▼
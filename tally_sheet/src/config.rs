// ********* Input data structures ***********

use serde::{Deserialize, Deserializer, Serialize};

/// The candidates the extraction is asked to look for, in ballot order.
pub const TARGET_CANDIDATES: [&str; 5] = ["이재명", "김문수", "이준석", "권영국", "송진호"];

/// The key used for records that did not carry a district name.
pub const UNKNOWN_DISTRICT: &str = "Unknown";

// The extraction model may return null for a value it could not read.
// Both null and a missing field become the default (0 for the numbers).
fn default_if_null<'de, D, T>(deserializer: D) -> Result<T, D::Error>
where
    D: Deserializer<'de>,
    T: Deserialize<'de> + Default,
{
    let x: Option<T> = Option::deserialize(deserializer)?;
    Ok(x.unwrap_or_default())
}

/// The vote breakdown of one candidate on one page.
///
/// `total_votes` is kept as read from the document. It is expected to be
/// `classified_votes + reconfirm_votes` but this is not enforced: see
/// [`crate::find_discrepancies`].
#[derive(Eq, PartialEq, Debug, Clone, Default, Serialize, Deserialize)]
#[serde(rename_all = "camelCase")]
pub struct CandidateVote {
    #[serde(default, deserialize_with = "default_if_null")]
    pub candidate_name: String,
    /// Ballots already sorted for this candidate (분류된 투표지).
    #[serde(default, deserialize_with = "default_if_null")]
    pub classified_votes: u64,
    /// Ballots flagged for re-verification (재확인대상 투표지).
    #[serde(default, deserialize_with = "default_if_null")]
    pub reconfirm_votes: u64,
    #[serde(default, deserialize_with = "default_if_null")]
    pub total_votes: u64,
}

/// The result extracted from one page of a tally document.
#[derive(Eq, PartialEq, Debug, Clone, Default, Serialize, Deserialize)]
#[serde(rename_all = "camelCase")]
pub struct PageRecord {
    /// 1-based page number, set by the pipeline (never by the extractor).
    #[serde(default, skip_serializing_if = "Option::is_none")]
    pub page_number: Option<u32>,
    #[serde(default, deserialize_with = "default_if_null")]
    pub district: String,
    #[serde(default, deserialize_with = "default_if_null")]
    pub voting_type: String,
    #[serde(default, deserialize_with = "default_if_null")]
    pub candidate_votes: Vec<CandidateVote>,
    #[serde(default, deserialize_with = "default_if_null")]
    pub valid_votes: u64,
    #[serde(default, deserialize_with = "default_if_null")]
    pub invalid_votes: u64,
    #[serde(default, deserialize_with = "default_if_null")]
    pub total_votes: u64,
}

impl PageRecord {
    /// The vote entry for the given candidate on this page, if the page has one.
    pub fn candidate(&self, name: &str) -> Option<&CandidateVote> {
        self.candidate_votes
            .iter()
            .find(|cv| cv.candidate_name == name)
    }

    /// The district name used as a grouping key.
    pub fn district_key(&self) -> &str {
        if self.district.is_empty() {
            UNKNOWN_DISTRICT
        } else {
            self.district.as_str()
        }
    }
}

// ******** Output data structures *********

#[derive(Eq, PartialEq, Debug, Clone, Copy, Default, Serialize)]
pub struct CandidateTotals {
    pub classified: u64,
    pub reconfirm: u64,
    pub total: u64,
}

impl CandidateTotals {
    pub fn add_vote(&mut self, cv: &CandidateVote) {
        self.classified = self.classified.saturating_add(cv.classified_votes);
        self.reconfirm = self.reconfirm.saturating_add(cv.reconfirm_votes);
        self.total = self.total.saturating_add(cv.total_votes);
    }
}

/// Totals for one district across all its pages.
#[derive(Eq, PartialEq, Debug, Clone)]
pub struct DistrictSummary {
    pub district: String,
    /// Per-candidate sub-totals, in the order the candidates were first seen in this district.
    pub votes_by_candidate: Vec<(String, CandidateTotals)>,
    pub valid_total: u64,
    pub invalid_total: u64,
    pub grand_total: u64,
}

impl DistrictSummary {
    pub fn new(district: &str) -> DistrictSummary {
        DistrictSummary {
            district: district.to_string(),
            votes_by_candidate: Vec::new(),
            valid_total: 0,
            invalid_total: 0,
            grand_total: 0,
        }
    }

    pub fn candidate(&self, name: &str) -> Option<&CandidateTotals> {
        self.votes_by_candidate
            .iter()
            .find(|(n, _)| n == name)
            .map(|(_, t)| t)
    }

    pub(crate) fn candidate_mut(&mut self, name: &str) -> &mut CandidateTotals {
        let idx = match self.votes_by_candidate.iter().position(|(n, _)| n == name) {
            Some(idx) => idx,
            None => {
                self.votes_by_candidate
                    .push((name.to_string(), CandidateTotals::default()));
                self.votes_by_candidate.len() - 1
            }
        };
        &mut self.votes_by_candidate[idx].1
    }
}

/// Totals for one candidate across all the pages.
#[derive(PartialEq, Debug, Clone, Serialize)]
#[serde(rename_all = "camelCase")]
pub struct CandidateSummary {
    pub name: String,
    pub totals: CandidateTotals,
    /// Share of the reconfirm ballots in the total, in percent.
    pub reconfirm_rate: f64,
}

#[derive(Eq, PartialEq, Debug, Clone, Serialize)]
#[serde(rename_all = "camelCase")]
pub struct VotingTypeSummary {
    pub voting_type: String,
    pub valid: u64,
    pub invalid: u64,
    pub total: u64,
    pub pages: u32,
}

/// A candidate entry whose total does not match classified + reconfirm.
#[derive(Eq, PartialEq, Debug, Clone, Serialize)]
#[serde(rename_all = "camelCase")]
pub struct Discrepancy {
    pub page_number: Option<u32>,
    pub district: String,
    pub candidate: String,
    pub classified: u64,
    pub reconfirm: u64,
    pub total: u64,
}

// ********* Configuration **********

/// An inclusive range of 1-based pages that share a voting type.
#[derive(Eq, PartialEq, Debug, Clone, Serialize, Deserialize)]
pub struct PageRange {
    pub first: u32,
    pub last: u32,
    pub label: String,
}

impl PageRange {
    pub fn new(first: u32, last: u32, label: &str) -> PageRange {
        PageRange {
            first,
            last,
            label: label.to_string(),
        }
    }

    pub fn contains(&self, page: u32) -> bool {
        self.first <= page && page <= self.last
    }
}

/// Maps page numbers to voting types.
///
/// The layout of a tally document is fixed by the election commission: the
/// default table describes the 171-page document of one 21st presidential
/// election district. Other layouts are supported by providing another table.
#[derive(Eq, PartialEq, Debug, Clone, Serialize, Deserialize)]
pub struct ClassificationTable {
    pub ranges: Vec<PageRange>,
}

impl ClassificationTable {
    pub fn new(ranges: Vec<PageRange>) -> ClassificationTable {
        ClassificationTable { ranges }
    }

    /// The final voting type of a page.
    ///
    /// The first range containing the page wins over the extracted value. Pages
    /// outside every range keep the extracted value.
    pub fn classify(&self, page: u32, extracted: &str) -> String {
        match self.ranges.iter().find(|r| r.contains(page)) {
            Some(r) => r.label.clone(),
            None => extracted.to_string(),
        }
    }
}

impl Default for ClassificationTable {
    fn default() -> Self {
        ClassificationTable::new(vec![
            PageRange::new(1, 26, "관내사전 (Early In)"),
            PageRange::new(27, 168, "선거일 (Election Day)"),
            PageRange::new(169, 169, "관외사전 (Early Out)"),
            PageRange::new(170, 170, "재외투표 (Overseas)"),
            PageRange::new(171, 171, "거소/선상 (Absentee)"),
        ])
    }
}

/// Classifies a page with the default table.
pub fn classify_page(page: u32, extracted: &str) -> String {
    ClassificationTable::default().classify(page, extracted)
}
▲
* [Task brief]: The answer must consist of every line above that contains the word "based".

* [Result of the task]:
    /// 1-based page number, set by the pipeline (never by the extractor).
/// An inclusive range of 1-based pages that share a voting type.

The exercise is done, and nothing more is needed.